◆ **Records for processing**
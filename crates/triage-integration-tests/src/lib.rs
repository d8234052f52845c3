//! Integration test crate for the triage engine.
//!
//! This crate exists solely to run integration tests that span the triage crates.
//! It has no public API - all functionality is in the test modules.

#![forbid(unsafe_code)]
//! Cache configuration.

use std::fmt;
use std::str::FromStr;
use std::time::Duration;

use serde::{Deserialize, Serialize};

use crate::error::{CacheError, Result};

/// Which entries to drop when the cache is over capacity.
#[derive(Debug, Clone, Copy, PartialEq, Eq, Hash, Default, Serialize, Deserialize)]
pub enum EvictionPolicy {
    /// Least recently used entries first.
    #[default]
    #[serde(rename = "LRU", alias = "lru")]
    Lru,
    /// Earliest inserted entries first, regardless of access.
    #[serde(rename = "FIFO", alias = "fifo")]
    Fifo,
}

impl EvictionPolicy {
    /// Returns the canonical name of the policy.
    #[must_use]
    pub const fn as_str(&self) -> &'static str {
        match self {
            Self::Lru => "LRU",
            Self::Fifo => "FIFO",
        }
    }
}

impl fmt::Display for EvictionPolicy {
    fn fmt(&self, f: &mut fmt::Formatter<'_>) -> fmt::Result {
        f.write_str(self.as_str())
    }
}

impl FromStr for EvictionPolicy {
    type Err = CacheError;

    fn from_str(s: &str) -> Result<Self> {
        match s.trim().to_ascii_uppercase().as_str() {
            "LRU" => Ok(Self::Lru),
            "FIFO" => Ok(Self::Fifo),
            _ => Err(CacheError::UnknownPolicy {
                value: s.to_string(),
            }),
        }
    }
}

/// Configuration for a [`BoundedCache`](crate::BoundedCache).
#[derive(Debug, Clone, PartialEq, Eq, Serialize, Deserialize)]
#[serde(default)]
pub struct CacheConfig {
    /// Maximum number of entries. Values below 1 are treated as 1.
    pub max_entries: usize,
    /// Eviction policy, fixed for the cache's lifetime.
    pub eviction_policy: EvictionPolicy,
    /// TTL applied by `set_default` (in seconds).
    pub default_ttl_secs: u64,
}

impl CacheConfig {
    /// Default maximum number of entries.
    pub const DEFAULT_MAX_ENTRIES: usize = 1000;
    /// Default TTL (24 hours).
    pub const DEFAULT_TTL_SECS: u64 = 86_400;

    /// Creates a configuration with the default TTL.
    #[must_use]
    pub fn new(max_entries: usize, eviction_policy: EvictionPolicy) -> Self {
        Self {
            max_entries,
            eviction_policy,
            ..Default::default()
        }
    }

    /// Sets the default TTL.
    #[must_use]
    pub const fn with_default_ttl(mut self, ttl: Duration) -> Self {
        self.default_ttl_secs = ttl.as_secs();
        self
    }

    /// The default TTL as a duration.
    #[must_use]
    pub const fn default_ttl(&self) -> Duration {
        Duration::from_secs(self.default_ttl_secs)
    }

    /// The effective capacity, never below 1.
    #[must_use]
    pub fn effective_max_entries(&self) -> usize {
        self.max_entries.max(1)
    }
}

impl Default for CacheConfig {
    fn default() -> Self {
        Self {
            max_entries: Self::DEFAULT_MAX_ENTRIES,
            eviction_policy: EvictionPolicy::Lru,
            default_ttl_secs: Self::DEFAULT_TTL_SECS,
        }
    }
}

◆ **Your assignment**
Search the material above for the string "serde", and copy every line in which it turns up.

◆ **Solved exercise**
use serde::{Deserialize, Serialize};
    #[serde(rename = "LRU", alias = "lru")]
    #[serde(rename = "FIFO", alias = "fifo")]
#[serde(default)]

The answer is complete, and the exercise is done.